Читать «Столп и утверждение истины» онлайн - страница 19

Павел Александрович Флоренский

Повторим, теперь, вместе все сказанное, рассудочно, т. е. сообразно мере рассудка, вместимо в рассудок, отвечает требованиям рассудка, лишь то, что выделено из среды прочего, что не смешивается с прочим, что замкнуто в себя, — одним словом, что самотождественно. Лишь А, равное самому себе и неравное тому, что не есть А, рассудок считает за подлинно сущее, за το δν, τό όντως δν, за «истину»; и наоборот, всему не равному самому себе или равному не себе он отказывает в подлинном бытии, игнорирует его, как «не сущее» как не воистину сущее, как το μη όν. Это μη όν он лишь терпит, лишь допускает, как не–истину, уловляя его, — по слову Платона, — чрез какое-то незаконное рассуждение, άπτόν λογισμφ τινι νόθφ (νόθος, собственно, значит незаконнорожденный [29].

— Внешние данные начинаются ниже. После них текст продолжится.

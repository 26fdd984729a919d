// Copyright 2025 eraflo
//
// Licensed under the Apache License, Version 2.0 (the "License");
// you may not use this file except in compliance with the License.
// You may obtain a copy of the License at
//
//     http://www.apache.org/licenses/LICENSE-2.0
//
// Unless required by applicable law or agreed to in writing, software
// distributed under the License is distributed on an "AS IS" BASIS,
// WITHOUT WARRANTIES OR CONDITIONS OF ANY KIND, either express or implied.
// See the License for the specific language governing permissions and
// limitations under the License.

//! `sysinfo`-backed implementation of the [`MetricSource`] contract.

use super::module_stats::ModuleStatsRecorder;
use modgov_core::{MetricSource, ModuleId, ModuleStats, ServerSnapshot};
use std::sync::atomic::{AtomicU64, Ordering};
use std::sync::{Arc, Mutex, PoisonError};
use std::time::Instant;
use sysinfo::{Pid, ProcessRefreshKind, ProcessesToUpdate, System};

/// Samples the host with `sysinfo` and reads module statistics from a
/// shared [`ModuleStatsRecorder`].
///
/// The external load proxy and tick rate are host concepts `sysinfo` knows
/// nothing about; the host pushes them with [`SysinfoMetricSource::set_host_load`].
pub struct SysinfoMetricSource {
    system: Arc<Mutex<System>>,
    pid: Option<Pid>,
    recorder: Arc<ModuleStatsRecorder>,
    external_load: AtomicU64,
    tick_rate: AtomicU64,
}

impl SysinfoMetricSource {
    /// Creates a new source reading module statistics from `recorder`.
    pub fn new(recorder: Arc<ModuleStatsRecorder>) -> Self {
        let mut system = System::new_all();
        system.refresh_all();
        let pid = match sysinfo::get_current_pid() {
            Ok(pid) => Some(pid),
            Err(e) => {
                log::warn!("Sysinfo: cannot resolve the current pid ({e}), thread count disabled.");
                None
            }
        };
        Self {
            system: Arc::new(Mutex::new(system)),
            pid,
            recorder,
            external_load: AtomicU64::new(0.0f64.to_bits()),
            tick_rate: AtomicU64::new(0.0f64.to_bits()),
        }
    }

    /// The recorder module statistics are read from.
    pub fn recorder(&self) -> &Arc<ModuleStatsRecorder> {
        &self.recorder
    }

    /// Publishes the host-specific load indicators used in the next snapshot.
    pub fn set_host_load(&self, external_load_proxy: f64, tick_rate: f64) {
        self.external_load
            .store(external_load_proxy.to_bits(), Ordering::Relaxed);
        self.tick_rate.store(tick_rate.to_bits(), Ordering::Relaxed);
    }
}

impl MetricSource for SysinfoMetricSource {
    fn snapshot(&self) -> anyhow::Result<ServerSnapshot> {
        let mut system = self.system.lock().unwrap_or_else(PoisonError::into_inner);
        system.refresh_cpu_all();
        system.refresh_memory();

        let thread_count = match self.pid {
            Some(pid) => {
                system.refresh_processes_specifics(
                    ProcessesToUpdate::Some(&[pid]),
                    false,
                    ProcessRefreshKind::nothing().with_tasks(),
                );
                system
                    .process(pid)
                    .and_then(|process| process.tasks())
                    .map(|tasks| tasks.len())
                    .unwrap_or(0)
            }
            None => 0,
        };

        let snapshot = ServerSnapshot {
            cpu_load: f64::from(system.global_cpu_usage() / 100.0).clamp(0.0, 1.0),
            used_memory: system.used_memory(),
            max_memory: system.total_memory(),
            thread_count,
            external_load_proxy: f64::from_bits(self.external_load.load(Ordering::Relaxed)),
            tick_rate: f64::from_bits(self.tick_rate.load(Ordering::Relaxed)),
            timestamp: Instant::now(),
        };
        log::trace!(
            "Sysinfo: cpu={:.2} mem={}/{} threads={}",
            snapshot.cpu_load,
            snapshot.used_memory,
            snapshot.max_memory,
            snapshot.thread_count
        );
        Ok(snapshot)
    }

    fn module_stats(&self, module: &ModuleId) -> anyhow::Result<ModuleStats> {
        Ok(self.recorder.stats(module))
    }
}

#[cfg(test)]
mod tests {
    use super::*;

    #[test]
    fn test_snapshot_is_within_bounds() {
        let source = SysinfoMetricSource::new(Arc::new(ModuleStatsRecorder::new()));
        source.set_host_load(12.0, 19.5);

        let snapshot = source.snapshot().unwrap();
        assert!((0.0..=1.0).contains(&snapshot.cpu_load));
        assert!(snapshot.used_memory <= snapshot.max_memory);
        assert_eq!(snapshot.external_load_proxy, 12.0);
        assert_eq!(snapshot.tick_rate, 19.5);
    }

    #[test]
    fn test_module_stats_come_from_recorder() {
        let recorder = Arc::new(ModuleStatsRecorder::new());
        let id = ModuleId::from("db");
        recorder.record_error(&id);

        let source = SysinfoMetricSource::new(Arc::clone(&recorder));
        assert_eq!(source.module_stats(&id).unwrap().error_count, 1);
    }
}
// Copyright 2025 eraflo
//
// Licensed under the Apache License, Version 2.0 (the "License");
// you may not use this file except in compliance with the License.
// You may obtain a copy of the License at
//
//     http://www.apache.org/licenses/LICENSE-2.0
//
// Unless required by applicable law or agreed to in writing, software
// distributed under the License is distributed on an "AS IS" BASIS,
// WITHOUT WARRANTIES OR CONDITIONS OF ANY KIND, either express or implied.
// See the License for the specific language governing permissions and
// limitations under the License.

//! Governor configuration.

use crate::anomaly::BaselineScope;
use crate::error::{GovernorError, GovernorResult};
use serde::{Deserialize, Serialize};
use std::path::Path;
use std::time::Duration;

/// Configuration of the governor and its components.
///
/// Every field has a default, so a RON file only needs the values it changes:
///
/// ```ron
/// (
///     monitoring_interval_secs: 15,
///     enable_auto_tuning: false,
///     baseline_scope: Shared,
/// )
/// ```
#[derive(Debug, Clone, PartialEq, Serialize, Deserialize)]
#[serde(default, deny_unknown_fields)]
pub struct GovernorConfig {
    /// Period of metric collection, profiling and anomaly detection.
    pub monitoring_interval_secs: u64,
    /// Period of the configuration optimization pass.
    pub optimization_interval_secs: u64,
    /// Period of optimization model training.
    pub training_interval_secs: u64,
    /// Period of thread budget rebalancing.
    pub load_balancing_interval_secs: u64,
    /// Period of module health checks.
    pub health_check_interval_secs: u64,

    /// Apply optimized configurations automatically.
    pub enable_auto_tuning: bool,
    /// Judge collected module metrics against their baselines.
    pub enable_anomaly_detection: bool,
    /// Run trend prediction after each collection.
    pub enable_predictive_scaling: bool,
    /// Rebalance thread budgets.
    pub enable_load_balancing: bool,
    /// Check health and remediate.
    pub enable_self_healing: bool,

    /// How anomaly baselines are keyed.
    pub baseline_scope: BaselineScope,
    /// Data points retained per module profile.
    pub profile_capacity: usize,
    /// Anomalies retained per baseline.
    pub anomaly_capacity: usize,
    /// Healing actions retained per module.
    pub healing_history_capacity: usize,
    /// Minimum profile size before a module's configuration is optimized.
    pub min_points_for_optimization: usize,
    /// Minimum profile size before a module's model is trained.
    pub min_points_for_training: usize,

    /// Thread budget shared by all modules. Defaults to the processor count.
    pub total_threads: Option<usize>,
    /// Suppresses repeating the same healing action on a module within this
    /// window. Zero disables the cooldown.
    pub healing_cooldown_secs: u64,

    /// Worker threads of the default scheduler.
    pub worker_threads: usize,
    /// How long `stop` waits for in-flight work.
    pub shutdown_timeout_secs: u64,
    /// Pending events kept for the event stream; older ones are discarded first.
    pub event_buffer_size: usize,
}

impl Default for GovernorConfig {
    fn default() -> Self {
        Self {
            monitoring_interval_secs: 60,
            optimization_interval_secs: 1800,
            training_interval_secs: 86_400,
            load_balancing_interval_secs: 30,
            health_check_interval_secs: 60,
            enable_auto_tuning: true,
            enable_anomaly_detection: true,
            enable_predictive_scaling: true,
            enable_load_balancing: true,
            enable_self_healing: true,
            baseline_scope: BaselineScope::default(),
            profile_capacity: 10_000,
            anomaly_capacity: 1000,
            healing_history_capacity: 500,
            min_points_for_optimization: 10,
            min_points_for_training: 30,
            total_threads: None,
            healing_cooldown_secs: 0,
            worker_threads: 3,
            shutdown_timeout_secs: 10,
            event_buffer_size: 1024,
        }
    }
}

impl GovernorConfig {
    /// Parses and validates a RON configuration.
    pub fn from_ron_str(source: &str) -> GovernorResult<Self> {
        let config: GovernorConfig = ron::de::from_str(source)?;
        config.validate()?;
        Ok(config)
    }

    /// Reads, parses and validates a RON configuration file.
    pub fn load(path: impl AsRef<Path>) -> GovernorResult<Self> {
        let path = path.as_ref();
        let source = std::fs::read_to_string(path).map_err(|source| GovernorError::ConfigIo {
            path: path.to_path_buf(),
            source,
        })?;
        let config = Self::from_ron_str(&source)?;
        log::info!("Config: loaded governor configuration from {}.", path.display());
        Ok(config)
    }

    /// Rejects values no component can work with.
    pub fn validate(&self) -> GovernorResult<()> {
        let intervals = [
            ("monitoring_interval_secs", self.monitoring_interval_secs),
            ("optimization_interval_secs", self.optimization_interval_secs),
            ("training_interval_secs", self.training_interval_secs),
            ("load_balancing_interval_secs", self.load_balancing_interval_secs),
            ("health_check_interval_secs", self.health_check_interval_secs),
        ];
        if let Some((name, _)) = intervals.iter().find(|(_, secs)| *secs == 0) {
            return Err(GovernorError::InvalidConfig(format!("{name} must be positive")));
        }

        let sizes = [
            ("profile_capacity", self.profile_capacity),
            ("anomaly_capacity", self.anomaly_capacity),
            ("healing_history_capacity", self.healing_history_capacity),
            ("worker_threads", self.worker_threads),
            ("event_buffer_size", self.event_buffer_size),
        ];
        if let Some((name, _)) = sizes.iter().find(|(_, size)| *size == 0) {
            return Err(GovernorError::InvalidConfig(format!("{name} must be positive")));
        }

        if self.total_threads == Some(0) {
            return Err(GovernorError::InvalidConfig(
                "total_threads must be positive when set".into(),
            ));
        }
        Ok(())
    }

    /// The thread budget, falling back to the processor count.
    pub fn effective_total_threads(&self) -> usize {
        self.total_threads.unwrap_or_else(|| {
            std::thread::available_parallelism()
                .map(|n| n.get())
                .unwrap_or(1)
        })
    }

    /// Shutdown timeout as a duration.
    pub fn shutdown_timeout(&self) -> Duration {
        Duration::from_secs(self.shutdown_timeout_secs)
    }

    /// Healing cooldown as a duration.
    pub fn healing_cooldown(&self) -> Duration {
        Duration::from_secs(self.healing_cooldown_secs)
    }
}

#[cfg(test)]
mod tests {
    use super::*;

    #[test]
    fn test_defaults() {
        let config = GovernorConfig::default();
        assert_eq!(config.monitoring_interval_secs, 60);
        assert_eq!(config.optimization_interval_secs, 1800);
        assert_eq!(config.training_interval_secs, 86_400);
        assert_eq!(config.load_balancing_interval_secs, 30);
        assert!(config.enable_auto_tuning && config.enable_self_healing);
        assert_eq!(config.baseline_scope, BaselineScope::PerModule);
        assert!(config.validate().is_ok());
    }

    #[test]
    fn test_partial_ron_keeps_defaults() {
        let config = GovernorConfig::from_ron_str(
            "(monitoring_interval_secs: 15, enable_auto_tuning: false, baseline_scope: Shared, total_threads: Some(8))",
        )
        .unwrap();
        assert_eq!(config.monitoring_interval_secs, 15);
        assert!(!config.enable_auto_tuning);
        assert_eq!(config.baseline_scope, BaselineScope::Shared);
        assert_eq!(config.effective_total_threads(), 8);
        assert_eq!(config.health_check_interval_secs, 60);
    }

    #[test]
    fn test_malformed_ron_is_a_parse_error() {
        let err = GovernorConfig::from_ron_str("(monitoring_interval_secs: \"soon\")").unwrap_err();
        assert!(matches!(err, GovernorError::ConfigParse(_)));
    }

    #[test]
    fn test_zero_interval_is_rejected() {
        let err = GovernorConfig::from_ron_str("(health_check_interval_secs: 0)").unwrap_err();
        assert!(matches!(err, GovernorError::InvalidConfig(msg) if msg.contains("health_check")));
    }

    #[test]
    fn test_missing_file_is_an_io_error() {
        let err = GovernorConfig::load("/definitely/not/here.ron").unwrap_err();
        assert!(matches!(err, GovernorError::ConfigIo { .. }));
    }
}
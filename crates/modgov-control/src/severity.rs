// Copyright 2025 eraflo
//
// Licensed under the Apache License, Version 2.0 (the "License");
// you may not use this file except in compliance with the License.
// You may obtain a copy of the License at
//
//     http://www.apache.org/licenses/LICENSE-2.0
//
// Unless required by applicable law or agreed to in writing, software
// distributed under the License is distributed on an "AS IS" BASIS,
// WITHOUT WARRANTIES OR CONDITIONS OF ANY KIND, either express or implied.
// See the License for the specific language governing permissions and
// limitations under the License.

//! Severity shared by anomalies, predicted issues and health issues.

use serde::{Deserialize, Serialize};
use std::fmt;

/// How urgent a finding is. Ordered from least to most urgent.
#[derive(Debug, Clone, Copy, PartialEq, Eq, Hash, PartialOrd, Ord, Serialize, Deserialize)]
pub enum Severity {
    /// Informational.
    Low,
    /// Needs attention.
    Medium,
    /// Needs prompt action.
    High,
    /// Imminent failure.
    Critical,
}

impl fmt::Display for Severity {
    fn fmt(&self, f: &mut fmt::Formatter<'_>) -> fmt::Result {
        let label = match self {
            Severity::Low => "LOW",
            Severity::Medium => "MEDIUM",
            Severity::High => "HIGH",
            Severity::Critical => "CRITICAL",
        };
        f.write_str(label)
    }
}
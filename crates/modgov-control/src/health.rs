// Copyright 2025 eraflo
//
// Licensed under the Apache License, Version 2.0 (the "License");
// you may not use this file except in compliance with the License.
// You may obtain a copy of the License at
//
//     http://www.apache.org/licenses/LICENSE-2.0
//
// Unless required by applicable law or agreed to in writing, software
// distributed under the License is distributed on an "AS IS" BASIS,
// WITHOUT WARRANTIES OR CONDITIONS OF ANY KIND, either express or implied.
// See the License for the specific language governing permissions and
// limitations under the License.

//! Health rules over module statistics.

use crate::severity::Severity;
use modgov_core::{ModuleId, ModuleStats};
use serde::Serialize;
use std::fmt;
use std::time::Instant;

/// Warnings above this count mark a module unhealthy.
const WARNING_THRESHOLD: u64 = 5;
/// Mean response time (ms) above which a module is slow.
const SLOW_RESPONSE_MS: f64 = 500.0;
/// Mean response time (ms) above which slowness is severe.
const VERY_SLOW_RESPONSE_MS: f64 = 1000.0;
/// CPU fraction above which a module is too hungry.
const CPU_THRESHOLD: f64 = 0.8;
/// Memory above which a module is too hungry (100 MiB).
const MEMORY_THRESHOLD_BYTES: u64 = 100 * 1024 * 1024;

/// Kind of health problem.
#[derive(Debug, Clone, Copy, PartialEq, Eq, Hash, Serialize)]
pub enum HealthIssueType {
    /// The module reported errors.
    HighErrorRate,
    /// The module reported many warnings.
    HighWarningRate,
    /// The module answers slowly.
    SlowResponse,
    /// The module uses too much CPU.
    HighCpuUsage,
    /// The module uses too much memory.
    HighMemoryUsage,
    /// The module stopped making progress.
    Deadlock,
    /// Anything else.
    Unknown,
}

impl fmt::Display for HealthIssueType {
    fn fmt(&self, f: &mut fmt::Formatter<'_>) -> fmt::Result {
        let label = match self {
            HealthIssueType::HighErrorRate => "HIGH_ERROR_RATE",
            HealthIssueType::HighWarningRate => "HIGH_WARNING_RATE",
            HealthIssueType::SlowResponse => "SLOW_RESPONSE",
            HealthIssueType::HighCpuUsage => "HIGH_CPU_USAGE",
            HealthIssueType::HighMemoryUsage => "HIGH_MEMORY_USAGE",
            HealthIssueType::Deadlock => "DEADLOCK",
            HealthIssueType::Unknown => "UNKNOWN",
        };
        f.write_str(label)
    }
}

/// One detected problem.
#[derive(Debug, Clone, Serialize)]
pub struct HealthIssue {
    /// Kind of problem.
    pub issue_type: HealthIssueType,
    /// Human-readable explanation.
    pub description: String,
    /// Urgency.
    pub severity: Severity,
    /// When it was detected.
    #[serde(skip)]
    pub detected_at: Instant,
}

/// Overall health of a module.
#[derive(Debug, Clone, Copy, PartialEq, Eq, Serialize)]
pub enum HealthState {
    /// No issue at the last check.
    Healthy,
    /// At least one issue at the last check.
    Unhealthy,
    /// Never checked.
    Unknown,
}

/// Result of the last health check of a module.
#[derive(Debug, Clone, Serialize)]
pub struct ModuleHealthStatus {
    /// The module.
    pub module_id: ModuleId,
    /// Overall state.
    pub state: HealthState,
    /// Issues found at the last check.
    pub issues: Vec<HealthIssue>,
    /// When the last check ran, `None` if never.
    #[serde(skip)]
    pub checked_at: Option<Instant>,
}

impl ModuleHealthStatus {
    /// Status of a module that was never checked.
    pub fn unknown(module_id: ModuleId) -> Self {
        Self {
            module_id,
            state: HealthState::Unknown,
            issues: Vec::new(),
            checked_at: None,
        }
    }

    /// `true` when the last check found no issue.
    pub fn is_healthy(&self) -> bool {
        self.state == HealthState::Healthy
    }
}

/// Applies the health rules. Every rule is independent, so one module can
/// have several issues at once.
#[derive(Debug, Clone, Copy, Default)]
pub struct HealthEvaluator;

impl HealthEvaluator {
    /// Evaluates `stats`, stamping issues with `now`.
    pub fn evaluate(&self, stats: &ModuleStats, now: Instant) -> Vec<HealthIssue> {
        let mut issues = Vec::new();
        let mut push = |issue_type, severity, description: String| {
            issues.push(HealthIssue {
                issue_type,
                description,
                severity,
                detected_at: now,
            })
        };

        if stats.error_count > 0 {
            push(
                HealthIssueType::HighErrorRate,
                Severity::High,
                format!("{} errors reported", stats.error_count),
            );
        }
        if stats.warning_count > WARNING_THRESHOLD {
            push(
                HealthIssueType::HighWarningRate,
                Severity::Medium,
                format!("{} warnings reported", stats.warning_count),
            );
        }
        if stats.avg_response_time_ms > SLOW_RESPONSE_MS {
            let severity = if stats.avg_response_time_ms > VERY_SLOW_RESPONSE_MS {
                Severity::High
            } else {
                Severity::Medium
            };
            push(
                HealthIssueType::SlowResponse,
                severity,
                format!("mean response time {:.1} ms", stats.avg_response_time_ms),
            );
        }
        if stats.cpu_fraction > CPU_THRESHOLD {
            push(
                HealthIssueType::HighCpuUsage,
                Severity::High,
                format!("CPU usage {:.1}%", stats.cpu_fraction * 100.0),
            );
        }
        if stats.memory_bytes > MEMORY_THRESHOLD_BYTES {
            push(
                HealthIssueType::HighMemoryUsage,
                Severity::Medium,
                format!("memory usage {:.1} MiB", stats.memory_bytes as f64 / (1024.0 * 1024.0)),
            );
        }
        issues
    }
}
// Copyright 2025 eraflo
//
// Licensed under the Apache License, Version 2.0 (the "License");
// you may not use this file except in compliance with the License.
// You may obtain a copy of the License at
//
//     http://www.apache.org/licenses/LICENSE-2.0
//
// Unless required by applicable law or agreed to in writing, software
// distributed under the License is distributed on an "AS IS" BASIS,
// WITHOUT WARRANTIES OR CONDITIONS OF ANY KIND, either express or implied.
// See the License for the specific language governing permissions and
// limitations under the License.

use flume::TrySendError;

/// Evict-and-retry rounds before a publish racing other publishers gives up.
const MAX_PUBLISH_ATTEMPTS: usize = 4;

/// Manages a generic, thread-safe event channel.
///
/// The bus is generic over the event type `T`, which keeps `modgov-core`
/// independent of the event enums defined by higher-level crates. A bounded
/// bus never blocks the publisher: when it is full, the oldest pending event
/// is discarded so a late subscriber reads the most recent ones.
#[derive(Debug)]
pub struct EventBus<T: Clone + Send + Sync + 'static> {
    sender: flume::Sender<T>,
    receiver: flume::Receiver<T>,
}

impl<T: Clone + Send + Sync + 'static> EventBus<T> {
    /// Creates a new EventBus with an unbounded channel.
    pub fn new() -> Self {
        let (sender, receiver) = flume::unbounded();
        log::debug!("EventBus: unbounded bus initialized.");
        Self { sender, receiver }
    }

    /// Creates a new EventBus that holds at most `capacity` pending events.
    pub fn bounded(capacity: usize) -> Self {
        let (sender, receiver) = flume::bounded(capacity);
        log::debug!("EventBus: bounded bus initialized (capacity {capacity}).");
        Self { sender, receiver }
    }

    /// Publishes an event without blocking.
    ///
    /// On a full bus the oldest pending events are evicted to make room.
    /// Returns `false` when the event itself could not be queued.
    pub fn publish(&self, event: T) -> bool {
        let mut event = event;
        for _ in 0..MAX_PUBLISH_ATTEMPTS {
            match self.sender.try_send(event) {
                Ok(()) => return true,
                Err(TrySendError::Full(rejected)) => {
                    if self.receiver.try_recv().is_ok() {
                        log::trace!("EventBus: bus full, oldest event evicted.");
                    }
                    event = rejected;
                }
                Err(TrySendError::Disconnected(_)) => {
                    log::error!("EventBus: receiver disconnected, event dropped.");
                    return false;
                }
            }
        }
        log::trace!("EventBus: bus contended, event dropped.");
        false
    }

    /// Returns a clone of the sender end of the channel.
    pub fn sender(&self) -> flume::Sender<T> {
        self.sender.clone()
    }

    /// Returns a new receiver handle. Receivers compete for events.
    pub fn subscribe(&self) -> flume::Receiver<T> {
        self.receiver.clone()
    }

    /// Returns a reference to the receiver end of the channel.
    pub fn receiver(&self) -> &flume::Receiver<T> {
        &self.receiver
    }

    /// Number of events waiting to be received.
    pub fn pending(&self) -> usize {
        self.receiver.len()
    }
}

impl<T: Clone + Send + Sync + 'static> Default for EventBus<T> {
    fn default() -> Self {
        Self::new()
    }
}

#[cfg(test)]
mod tests {
    use super::*;
    use std::{thread, time::Duration};

    #[derive(Debug, Clone, PartialEq)]
    enum TestEvent {
        Tick(u32),
        Shutdown,
    }

    #[test]
    fn test_publish_and_receive() {
        let bus = EventBus::<TestEvent>::new();
        assert!(bus.publish(TestEvent::Tick(1)));

        let received = bus.receiver().recv_timeout(Duration::from_millis(100));
        assert_eq!(received, Ok(TestEvent::Tick(1)));
    }

    #[test]
    fn test_bounded_bus_evicts_oldest_when_full() {
        let bus = EventBus::<TestEvent>::bounded(2);
        assert!(bus.publish(TestEvent::Tick(1)));
        assert!(bus.publish(TestEvent::Tick(2)));
        assert!(bus.publish(TestEvent::Tick(3)));
        assert_eq!(bus.pending(), 2);

        let drained: Vec<_> = bus.receiver().try_iter().collect();
        assert_eq!(drained, vec![TestEvent::Tick(2), TestEvent::Tick(3)]);
    }

    #[test]
    fn test_late_subscriber_sees_latest_events() {
        let bus = EventBus::<TestEvent>::bounded(4);
        for i in 0..1000 {
            assert!(bus.publish(TestEvent::Tick(i)));
        }
        bus.publish(TestEvent::Shutdown);

        let events: Vec<_> = bus.subscribe().try_iter().collect();
        assert_eq!(
            events,
            vec![
                TestEvent::Tick(997),
                TestEvent::Tick(998),
                TestEvent::Tick(999),
                TestEvent::Shutdown
            ]
        );
    }

    #[test]
    fn test_multi_threaded_publishers() {
        let bus = EventBus::<TestEvent>::new();
        let handles: Vec<_> = (0..4)
            .map(|i| {
                let sender = bus.sender();
                thread::spawn(move || {
                    sender.send(TestEvent::Tick(i)).expect("send should succeed");
                })
            })
            .collect();
        for handle in handles {
            handle.join().expect("publisher thread panicked");
        }
        bus.publish(TestEvent::Shutdown);

        let events: Vec<_> = bus.subscribe().try_iter().collect();
        assert_eq!(events.len(), 5);
        assert_eq!(events.last(), Some(&TestEvent::Shutdown));
    }
}
// Copyright 2025 eraflo
//
// Licensed under the Apache License, Version 2.0 (the "License");
// you may not use this file except in compliance with the License.
// You may obtain a copy of the License at
//
//     http://www.apache.org/licenses/LICENSE-2.0
//
// Unless required by applicable law or agreed to in writing, software
// distributed under the License is distributed on an "AS IS" BASIS,
// WITHOUT WARRANTIES OR CONDITIONS OF ANY KIND, either express or implied.
// See the License for the specific language governing permissions and
// limitations under the License.

//! Provides foundational primitives for event-driven communication.
//!
//! The [`EventBus`] is a generic, thread-safe channel used to stream governor
//! events to consumers. [`Listeners`] holds synchronous callbacks that are
//! isolated from one another: a panicking callback is caught and logged.

mod bus;
mod listeners;

pub use self::bus::EventBus;
pub use self::listeners::Listeners;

Только первое, т. е. «сущее», рассудком признается; от второго же, т. е. вне–сущего», наклеив этикетку «τό μή όν», рассудок отделывается, не замечает его, делая вид, как если бы его вовсе не было. Для рассудка только высказывание о «сущем» есть истина; напротив, высказывание о «несущем» даже не есть в собственном смысле высказывание: оно — лишь δόξα, «мнение» лишь видимость высказывания, лишенная, однако, его силы. Оно — только «так».

Но поэтому и выходит, что рассудочное есть в то же время необъяснимое: объяснить А это значит привести А «к другому», к не–А, к тому, что не есть А и что, следовательно, есть не–А, вывести А из не–А, породить А. И, если А действительно удовлетворяет требованию рассудка, если оно действительно рассудочно, т. е. безусловно само–тождественно, то, тем самым, оно — и необъяснимо, неприводимо «к другому» (к не–А), невыводимо «из другого». Следовательно, рассудочное А есть безусловно неразумное, иррациональное, слепое А, непрозрачное для разума. То, что рассудочно, то неразумно, — несообразно мере разума. Разум противен рассудку, как и этот последний — первому, ибо требования их противоположны. Жизнь, — текучая, несамотождественная, — жизнь может быть разумна, может быть прозрачна для разума (так ли это — пока еще мы того не узнали); но именно потому самому она была бы невместима в рассудок, противна рассудку, разрывала бы его ограниченность. А рассудок, враждебный жизни, — поэтому самому, в свою очередь, искал бы умертвить ее, прежде нежели согласится принять ее в себя.[30]

Итак, если критерий самоочевидности недостаточен прежде всего теоретически, как останавливающий искание духа, то он негоден, затем, и практически, как не могущий осуществишь своих притязаний и в им же обведенных границах. Непосредственная данность интуиции всех трех родов (объективной, субъективной и субъективно–объективной) не дает достоверности. Этим в корне осуждаются решительно все философские догматические системы, не исключая и кантовой, для которой чувственность и разум со всеми его функциями суть простые данности.